Sometimes it’s not too late – like the amazing ongoing shiur in my neighborhood that I joined – but why didn’t I hear about it two years ago?

 

I recently found out about something – that everyone else seemed to know – from Dassie, the 23-year-old girl from a disadvantaged home who comes to me for English lessons. She lives in a subsidized apartment with other girls who, for various reasons, cannot live in their parental home. Dassie works in a kindergarten, is finishing a B.A. in Business Administration, and is full of dreams. One dream she recently fulfilled was to own her own car. A few months ago she bought a 17-year-old Subaru. Since I dread bringing in our car to the auto repair shop, I asked her how she manages with the hassle and expense of repairs. She replied condescendingly, “You no know Yedidim?? They fix for me everything. I call with phone and they come soon. No money pay. Good boys.

And so I was introduced to Yedidim. Had I known earlier, I could have used them on multiple occasions…

A few weeks ago, my daughter Techiya was on her way from Beit Shemesh to a meeting in Jerusalem. Waze showed heavy traffic on the Tel Aviv-Jerusalem road and sent her a different way. She obligingly followed instructions and found herself on a small, unfamiliar road. At one point she was instructed to turn onto a dirt path. She hesitated, but the car in front of her made the turn, so she followed on the bumpy path. After a few kilometers, her little car couldn’t continue like the 4×4 ahead of her.

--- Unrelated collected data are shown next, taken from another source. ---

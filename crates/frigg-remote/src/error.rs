//! Error types for frigg-remote

use thiserror::Error;

/// Result type alias for frigg-remote operations
pub type Result<T> = std::result::Result<T, Error>;

/// Main error type for frigg-remote operations
#[derive(Error, Debug)]
pub enum Error {
    /// HTTP request failed
    #[error("HTTP request failed: {0}")]
    Http(#[from] reqwest::Error),

    /// Request did not complete in time
    #[error("Request to {url} timed out after {secs}s")]
    Timeout { url: String, secs: u64 },

    /// Server answered with a non-success status
    #[error("HTTP request failed with status {status}: {url}")]
    Status { status: u16, url: String },

    /// JSON deserialization failed
    #[error("Failed to parse JSON response: {0}")]
    Json(#[from] serde_json::Error),

    /// Invalid URL format
    #[error("Invalid URL: {0}")]
    InvalidUrl(#[from] url::ParseError),

    /// URL with a scheme other than http or https
    #[error("Unsupported URL scheme '{0}' (expected http or https)")]
    UnsupportedScheme(String),

    /// Template not present in the listing
    #[error("Template '{0}' not found")]
    TemplateNotFound(String),
}

/// Parse `raw` and require an http(s) scheme.
pub fn parse_url(raw: &str) -> Result<url::Url> {
    let url = url::Url::parse(raw)?;
    match url.scheme() {
        "http" | "https" => Ok(url),
        other => Err(Error::UnsupportedScheme(other.to_string())),
    }
}
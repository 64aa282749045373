use crate::context::AppContext;
use anyhow::{bail, Context, Result};
use clap::Subcommand;
use frigg_fs::FileSystem;
use frigg_remote::{Fetcher, TemplateEntry, TemplateIndex};
use std::path::PathBuf;
use std::sync::Arc;

#[derive(Subcommand, Debug, Clone)]
pub enum TemplatesCommand {
    /// List rule templates available at templates_url
    List,

    /// Download a rule template
    Fetch {
        /// Template file name as shown by `frigg templates list`
        name: String,

        /// Where to save it (default: <templates_folder>/<name>)
        #[arg(long, value_name = "PATH")]
        to: Option<PathBuf>,
    },
}

#[derive(Debug, Clone, PartialEq, Eq)]
pub enum FetchOutcome {
    Saved {
        path: PathBuf,
        /// Set when the templates folder setting moved to the save location.
        templates_folder_updated: bool,
    },
    Cancelled,
}

fn index<F: FileSystem, R: Fetcher>(
    ctx: &AppContext<F>,
    fetcher: Arc<R>,
) -> Result<TemplateIndex<R>> {
    let Some(url) = ctx.settings().templates_url.as_deref() else {
        bail!(
            "No templates_url set. Add it to the [settings] table of {}",
            ctx.config.path().display()
        );
    };
    TemplateIndex::new(fetcher, url).with_context(|| format!("Invalid templates_url '{}'", url))
}

pub async fn list_templates<F: FileSystem, R: Fetcher>(
    ctx: &AppContext<F>,
    fetcher: Arc<R>,
) -> Result<Vec<TemplateEntry>> {
    let index = index(ctx, fetcher)?;
    index
        .list()
        .await
        .with_context(|| format!("Failed to list templates at {}", index.url()))
}

/// Download `name` into the templates folder (or `to`).
///
/// Saving somewhere else makes that folder the new templates folder, so the
/// next `frigg build` offers the file.
pub async fn fetch_template<F: FileSystem, R: Fetcher>(
    ctx: &mut AppContext<F>,
    fetcher: Arc<R>,
    name: &str,
    to: Option<PathBuf>,
) -> Result<FetchOutcome> {
    let index = index(ctx, fetcher)?;
    let body = index
        .fetch_template(name)
        .await
        .with_context(|| format!("Failed to download template '{}'", name))?;

    let folder = ctx.templates_folder();
    let destination = match to {
        Some(path) => path,
        None => match ctx.choose("Save template to", &[], &folder.join(name))? {
            Some(path) => path,
            None => return Ok(FetchOutcome::Cancelled),
        },
    };

    let parent = destination
        .parent()
        .filter(|p| !p.as_os_str().is_empty())
        .map(PathBuf::from);
    if let Some(parent) = &parent {
        ctx.fs.create_dir_all(parent).await?;
    }
    ctx.fs
        .write_bytes(&destination, &body)
        .await
        .with_context(|| format!("Failed to write {}", destination.display()))?;

    let mut templates_folder_updated = false;
    if let Some(parent) = parent {
        if parent != folder {
            ctx.config.config_mut().settings.templates_folder = parent.display().to_string();
            ctx.config
                .save()
                .await
                .context("Failed to update templates_folder in config")?;
            templates_folder_updated = true;
        }
    }

    Ok(FetchOutcome::Saved {
        path: destination,
        templates_folder_updated,
    })
}
//! Transport seam: one GET per logical fetch.

use std::time::Duration;

use async_trait::async_trait;
use cadenza_core::{Error, Result};
use reqwest::header::{HeaderMap, HeaderValue, ACCEPT_ENCODING, ACCEPT_LANGUAGE, COOKIE, USER_AGENT};
use tracing::debug;

use crate::config;

/// Default timeout for requests.
const DEFAULT_TIMEOUT: Duration = Duration::from_secs(30);

/// What one GET yields: status, raw body bytes, and the crypto-IV header
/// when the store encrypted the response.
#[derive(Debug, Clone)]
pub struct TransportResponse {
    pub status: u16,
    pub body: Vec<u8>,
    /// Hex-encoded AES IV from the response headers, if present.
    pub crypto_iv: Option<String>,
}

impl TransportResponse {
    pub const fn is_success(&self) -> bool {
        self.status >= 200 && self.status < 300
    }
}

/// A transport performs one GET request per call and reports the raw
/// outcome. It never retries, decodes, or interprets the body.
#[async_trait]
pub trait Transport: Send + Sync {
    async fn get(&self, url: &str) -> Result<TransportResponse>;
}

/// Production transport on reqwest, with the store's outbound headers
/// installed once at build time.
pub struct HttpTransport {
    http: reqwest::Client,
}

impl HttpTransport {
    pub fn new() -> Result<Self> {
        let mut headers = HeaderMap::new();
        headers.insert(
            ACCEPT_LANGUAGE,
            HeaderValue::from_static(config::ACCEPT_LANGUAGE),
        );
        headers.insert(
            ACCEPT_ENCODING,
            HeaderValue::from_static(config::ACCEPT_ENCODING),
        );
        headers.insert(COOKIE, HeaderValue::from_static(config::STORE_COOKIE));
        headers.insert(USER_AGENT, HeaderValue::from_static(config::USER_AGENT));

        let http = reqwest::Client::builder()
            .default_headers(headers)
            .timeout(DEFAULT_TIMEOUT)
            .no_gzip()
            .build()
            .map_err(|e| {
                Error::transport("", None, format!("failed to create HTTP client: {e}"))
            })?;

        Ok(Self { http })
    }
}

#[async_trait]
impl Transport for HttpTransport {
    async fn get(&self, url: &str) -> Result<TransportResponse> {
        debug!("GET {url}");

        let response = self
            .http
            .get(url)
            .send()
            .await
            .map_err(|e| Error::transport(url, None, e.to_string()))?;

        let status = response.status().as_u16();
        let crypto_iv = response
            .headers()
            .get(config::CRYPTO_IV_HEADER)
            .and_then(|v| v.to_str().ok())
            .map(str::to_owned);

        let body = response
            .bytes()
            .await
            .map_err(|e| Error::transport(url, Some(status), e.to_string()))?
            .to_vec();

        Ok(TransportResponse {
            status,
            body,
            crypto_iv,
        })
    }
}

#[cfg(test)]
mod tests {
    use super::*;

    #[test]
    fn test_success_range() {
        let ok = TransportResponse {
            status: 200,
            body: Vec::new(),
            crypto_iv: None,
        };
        assert!(ok.is_success());

        let missing = TransportResponse {
            status: 404,
            body: Vec::new(),
            crypto_iv: None,
        };
        assert!(!missing.is_success());
    }
}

Stuck in the middle of nowhere, with no person, car or house in sight, she phoned her husband. He was in the middle of teaching and couldn’t pick up. She had no idea where she was and how to explain her location, even if he could have been able to come. Desperate, she phoned her business partner and asked her what to do. “Haven’t you heard of Yedidim? Take down this number and phone them for help! Like her mother, my Techiya had not heard of Yedidim.

Within half an hour, a tall burly man driving a huge jeep came to her rescue and towed her to a main road.

 

This week I was treated to a story about Yedidim, from the other angle, the side of the volunteer.

Unbeknownst to me, Danny, the brother of one of my daughters-in-law, is one of Yedidim’s 58,000 volunteers. He was in the middle of working out some complicated measurements for an eruv in a new settlement when he got the call for help. The caller spoke in Hebrew with a thick Arabic accent. Danny hesitated. He was immersed in an important job, a mitzvah. Was he required to drop everything to help an Arab? Should he pass on the job to another volunteer? And what if this call was a dangerous ruse…

The volunteering spirit overcame his hesitations, and he left his unfinished job to answer the call for help. Danny was pleasantly surprised when he arrived at the scene of the vehicle on the side of the road. It was a Hatzalah ambulance that had conked out!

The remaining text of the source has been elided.